Last year, when the judge ruled that Evan and Jake would be tried as adults, he said that, if guilty, rehabilitation in the juvenile system seemed unlikely, and the public should be protected.

Have the boys added up the years they may end up spending behind bars? "Well, my lawyer told me it could be 30-35 years," says Evan.

How old would they be then, when they got out of jail? "48," says Jake, who can't imagine being that age. "My dad's not even that old."

Since the boys have no prior convictions, their sentence would likely be 20-26 years, if they are found guilty in adult court. This spring, they ran out of appeals. Their case will remain in adult court.

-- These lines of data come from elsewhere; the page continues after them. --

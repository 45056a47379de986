//! Ship update system: boundary clamp and drop-latch consumption.
//!
//! Runs before movement integration. The clamp zeroes velocity as well
//! as snapping position, so the hull does not keep pressing against the
//! wall once the driving input stops.

use hecs::World;

use subhunt_core::components::{Extent, Liveness, Ship};
use subhunt_core::constants::*;
use subhunt_core::enums::Side;
use subhunt_core::events::GameEvent;
use subhunt_core::types::{Position, Velocity};

use crate::engine::ScoreState;
use crate::world_setup::SpawnRequest;

/// Run the ship's pre-movement step: clamp to the playfield, then
/// consume the drop latch (at most one depth charge per tick).
pub fn run(
    world: &mut World,
    spawn_buffer: &mut Vec<SpawnRequest>,
    events: &mut Vec<GameEvent>,
    score: &mut ScoreState,
) {
    for (_entity, (ship, pos, vel, extent, liveness)) in
        world.query_mut::<(&mut Ship, &mut Position, &mut Velocity, &Extent, &Liveness)>()
    {
        if !liveness.alive {
            continue;
        }

        if vel.x < 0.0 && pos.x <= 0.0 {
            vel.x = 0.0;
            pos.x = 0.0;
        } else if vel.x > 0.0 && pos.x + extent.width >= WORLD_WIDTH {
            vel.x = 0.0;
            pos.x = WORLD_WIDTH - extent.width;
        }

        if ship.dropping {
            let dx = match ship.drop_side {
                Side::Left => CHARGE_DROP_OFFSET_LEFT,
                Side::Right => CHARGE_DROP_OFFSET_RIGHT,
            };
            spawn_buffer.push(SpawnRequest::DepthCharge {
                x: pos.x + dx,
                y: pos.y + CHARGE_DROP_OFFSET_DOWN,
            });
            events.push(GameEvent::ChargeDropped {
                side: ship.drop_side,
            });
            score.charges_dropped += 1;
            ship.dropping = false;
        }
    }
}

/// Nudge every live ship's speed one step toward `side`, hard-clamped
/// to the maximum. Called from the command handler.
pub fn accelerate(world: &mut World, side: Side) {
    for (_entity, (_ship, vel, liveness)) in
        world.query_mut::<(&Ship, &mut Velocity, &Liveness)>()
    {
        if !liveness.alive {
            continue;
        }
        let step = match side {
            Side::Left => -SHIP_ACCEL_STEP,
            Side::Right => SHIP_ACCEL_STEP,
        };
        vel.x = (vel.x + step).clamp(-SHIP_MAX_SPEED, SHIP_MAX_SPEED);
    }
}

/// Latch a depth-charge drop on every live ship. Overwrite semantics:
/// the last request before the tick wins.
pub fn request_drop(world: &mut World, side: Side) {
    for (_entity, (ship, liveness)) in world.query_mut::<(&mut Ship, &Liveness)>() {
        if liveness.alive {
            ship.request_drop(side);
        }
    }
}
//! Simulation constants and tuning parameters.

/// Simulation tick rate (Hz).
pub const TICK_RATE: u32 = 30;

/// Seconds per tick.
pub const DT: f64 = 1.0 / TICK_RATE as f64;

// --- World geometry ---

/// Playfield width in pixels.
pub const WORLD_WIDTH: f64 = 800.0;

/// Playfield height in pixels (y grows downward).
pub const WORLD_HEIGHT: f64 = 600.0;

/// y coordinate of the water surface.
pub const SURFACE_Y: f64 = 100.0;

// --- Ship ---

/// Ship hull extents (pixels).
pub const SHIP_WIDTH: f64 = 80.0;
pub const SHIP_HEIGHT: f64 = 15.0;

/// The hull rides this many pixels above the waterline.
pub const SHIP_SURFACE_OFFSET: f64 = 12.0;

/// Starting health. Each height-charge hit removes one point.
pub const SHIP_START_HEALTH: u32 = 3;

/// Speed change per accelerate call (px/s).
pub const SHIP_ACCEL_STEP: f64 = 10.0;

/// Hard cap on horizontal ship speed (px/s, both directions).
pub const SHIP_MAX_SPEED: f64 = 100.0;

// --- Depth charges ---

/// Drop offsets from the ship's position (pixels).
/// Left drops clear the bow; right drops clear the stern (hull is 80 wide).
pub const CHARGE_DROP_OFFSET_LEFT: f64 = -5.0;
pub const CHARGE_DROP_OFFSET_RIGHT: f64 = 75.0;
pub const CHARGE_DROP_OFFSET_DOWN: f64 = 15.0;

/// Depth charge extents (pixels).
pub const DEPTH_CHARGE_WIDTH: f64 = 8.0;
pub const DEPTH_CHARGE_HEIGHT: f64 = 12.0;

/// Sink rate (px/s, downward).
pub const DEPTH_CHARGE_SINK_SPEED: f64 = 60.0;

// --- Height charges ---

/// Height charge extents (pixels).
pub const HEIGHT_CHARGE_WIDTH: f64 = 8.0;
pub const HEIGHT_CHARGE_HEIGHT: f64 = 12.0;

/// Rise rate (px/s, upward).
pub const HEIGHT_CHARGE_RISE_SPEED: f64 = 45.0;

// --- Submarines ---

/// Submarine extents (pixels).
pub const SUB_WIDTH: f64 = 60.0;
pub const SUB_HEIGHT: f64 = 20.0;

/// Patrol speed (px/s).
pub const SUB_SPEED: f64 = 30.0;

/// Shallowest and deepest patrol depths (pixels below the surface).
pub const SUB_MIN_DEPTH: f64 = 120.0;
pub const SUB_MAX_DEPTH: f64 = 420.0;

/// Minimum ticks between height-charge launches from one sub.
pub const SUB_FIRE_COOLDOWN_TICKS: u32 = 90;

/// Per-tick launch probability once the cooldown has elapsed.
pub const SUB_FIRE_CHANCE: f64 = 0.02;

// --- Explosions ---

/// Explosion extents (pixels).
pub const EXPLOSION_WIDTH: f64 = 32.0;
pub const EXPLOSION_HEIGHT: f64 = 32.0;

/// Lifetime of an explosion marker (ticks, ~0.5 s at 30 Hz).
pub const EXPLOSION_DURATION_TICKS: u32 = 15;

// --- Patrol schedule ---

/// Interval between scheduled submarine arrivals (ticks, ~8 s).
pub const PATROL_INTERVAL_TICKS: u64 = 240;
//! Submarine update system: patrol exit and fire control.
//!
//! Submarines are not clamped to the playfield — they enter from off
//! screen and destroy themselves once fully out the other side. While
//! inside, each sub rolls the seeded RNG against a per-tick fire chance
//! (gated by a cooldown) to launch a height charge upward.

use hecs::World;
use rand::Rng;
use rand_chacha::ChaCha8Rng;

use subhunt_core::components::{Extent, Liveness, Submarine};
use subhunt_core::constants::*;
use subhunt_core::events::GameEvent;
use subhunt_core::types::{Position, Velocity};

use crate::world_setup::SpawnRequest;

/// Run the submarine pre-movement step for all live subs.
pub fn run(
    world: &mut World,
    rng: &mut ChaCha8Rng,
    spawn_buffer: &mut Vec<SpawnRequest>,
    events: &mut Vec<GameEvent>,
) {
    for (_entity, (sub, pos, vel, extent, liveness)) in
        world.query_mut::<(&mut Submarine, &Position, &Velocity, &Extent, &mut Liveness)>()
    {
        if !liveness.alive {
            continue;
        }

        // Fully off screen on the exit side: gone, not sunk.
        let off_left = vel.x < 0.0 && pos.x + extent.width < 0.0;
        let off_right = vel.x > 0.0 && pos.x > WORLD_WIDTH;
        if off_left || off_right {
            liveness.destroy();
            continue;
        }

        if sub.fire_cooldown_ticks > 0 {
            sub.fire_cooldown_ticks -= 1;
            continue;
        }

        // Only fire while the hull is inside the playfield.
        let inside = pos.x >= 0.0 && pos.x + extent.width <= WORLD_WIDTH;
        if inside && rng.gen_bool(SUB_FIRE_CHANCE) {
            let x = pos.x + (extent.width - HEIGHT_CHARGE_WIDTH) / 2.0;
            let y = pos.y - HEIGHT_CHARGE_HEIGHT;
            spawn_buffer.push(SpawnRequest::HeightCharge { x, y });
            events.push(GameEvent::HeightChargeLaunched { x, y });
            sub.fire_cooldown_ticks = SUB_FIRE_COOLDOWN_TICKS;
        }
    }
}
//! Shared types between the input reader and the game loop thread.

use subhunt_core::commands::PlayerCommand;

/// Commands accepted by the game loop thread.
#[derive(Debug, Clone)]
pub enum GameLoopCommand {
    /// Forward a player command to the engine at the next tick.
    Player(PlayerCommand),
    /// Stop the loop and exit.
    Shutdown,
}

"There are people who think – as young as you are – you definitely should not be tried as an adult," Mabrey tells Evan. "What do you say?"

"I would give an honest opinion. If a person any age could commit that kind of crime, then I'm almost positive, I think they should be charged as an adult. But since I know I didn't, so I shouldn't," says Evan.

"…Anyone who is able to commit murder has to be a little odd in the head, I guess you could say, like [Ted] Bundy, the serial killer. Yeah. He's a little odd. I know this is only one person and one person isn't a serial killer. But still, anyone can do it once, they can do it again. And I think they should be locked up for as long as they could."

A few weeks ago, Jake Eakin changed his story. He pleaded guilty to second-degree murder by complicity and agreed to testify that Evan Savoie killed Craig Sorger when Savoie goes to trial in November. Eakin was sentenced to 14 years in prison.